Source data:
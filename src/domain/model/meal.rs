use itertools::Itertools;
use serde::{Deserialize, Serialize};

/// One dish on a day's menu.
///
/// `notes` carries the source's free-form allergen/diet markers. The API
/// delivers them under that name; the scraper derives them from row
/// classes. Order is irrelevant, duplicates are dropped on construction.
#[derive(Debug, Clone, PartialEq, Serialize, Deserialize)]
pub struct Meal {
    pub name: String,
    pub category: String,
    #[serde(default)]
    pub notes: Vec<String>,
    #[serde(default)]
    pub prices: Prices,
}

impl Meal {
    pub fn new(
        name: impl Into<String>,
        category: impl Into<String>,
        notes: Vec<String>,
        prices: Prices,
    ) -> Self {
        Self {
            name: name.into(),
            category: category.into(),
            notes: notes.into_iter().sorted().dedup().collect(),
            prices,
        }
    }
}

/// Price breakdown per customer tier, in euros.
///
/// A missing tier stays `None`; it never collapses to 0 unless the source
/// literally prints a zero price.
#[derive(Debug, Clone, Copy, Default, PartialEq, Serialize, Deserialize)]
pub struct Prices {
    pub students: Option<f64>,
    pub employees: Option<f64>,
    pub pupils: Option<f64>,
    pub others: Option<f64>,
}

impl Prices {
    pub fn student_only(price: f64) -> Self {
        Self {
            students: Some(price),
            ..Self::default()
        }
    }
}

...

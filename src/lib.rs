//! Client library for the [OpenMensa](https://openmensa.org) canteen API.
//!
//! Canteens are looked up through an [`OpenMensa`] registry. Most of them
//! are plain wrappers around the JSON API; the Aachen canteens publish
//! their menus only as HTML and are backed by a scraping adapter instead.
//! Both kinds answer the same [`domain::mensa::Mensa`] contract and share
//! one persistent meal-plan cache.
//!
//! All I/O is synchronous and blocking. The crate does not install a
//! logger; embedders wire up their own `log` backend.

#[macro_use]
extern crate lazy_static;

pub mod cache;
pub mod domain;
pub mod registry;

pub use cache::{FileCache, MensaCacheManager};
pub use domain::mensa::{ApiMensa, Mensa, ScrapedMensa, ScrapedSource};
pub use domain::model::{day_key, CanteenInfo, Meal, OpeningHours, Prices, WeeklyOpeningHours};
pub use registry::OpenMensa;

---

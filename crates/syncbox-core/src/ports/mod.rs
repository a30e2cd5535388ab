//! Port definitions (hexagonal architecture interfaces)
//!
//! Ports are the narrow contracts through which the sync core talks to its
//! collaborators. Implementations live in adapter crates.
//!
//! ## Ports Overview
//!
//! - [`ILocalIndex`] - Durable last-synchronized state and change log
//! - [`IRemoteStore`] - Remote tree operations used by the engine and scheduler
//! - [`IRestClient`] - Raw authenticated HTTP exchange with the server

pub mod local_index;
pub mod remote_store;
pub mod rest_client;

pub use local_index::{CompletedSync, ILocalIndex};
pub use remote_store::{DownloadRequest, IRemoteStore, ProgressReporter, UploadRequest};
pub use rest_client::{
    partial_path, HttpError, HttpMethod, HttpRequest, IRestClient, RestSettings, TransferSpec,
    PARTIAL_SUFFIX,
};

Activity:
Copy every line that contains "Clone" from the listing above.

Task response:
#[derive(Debug, Clone, PartialEq, Serialize, Deserialize)]
#[derive(Debug, Clone, Copy, Default, PartialEq, Serialize, Deserialize)]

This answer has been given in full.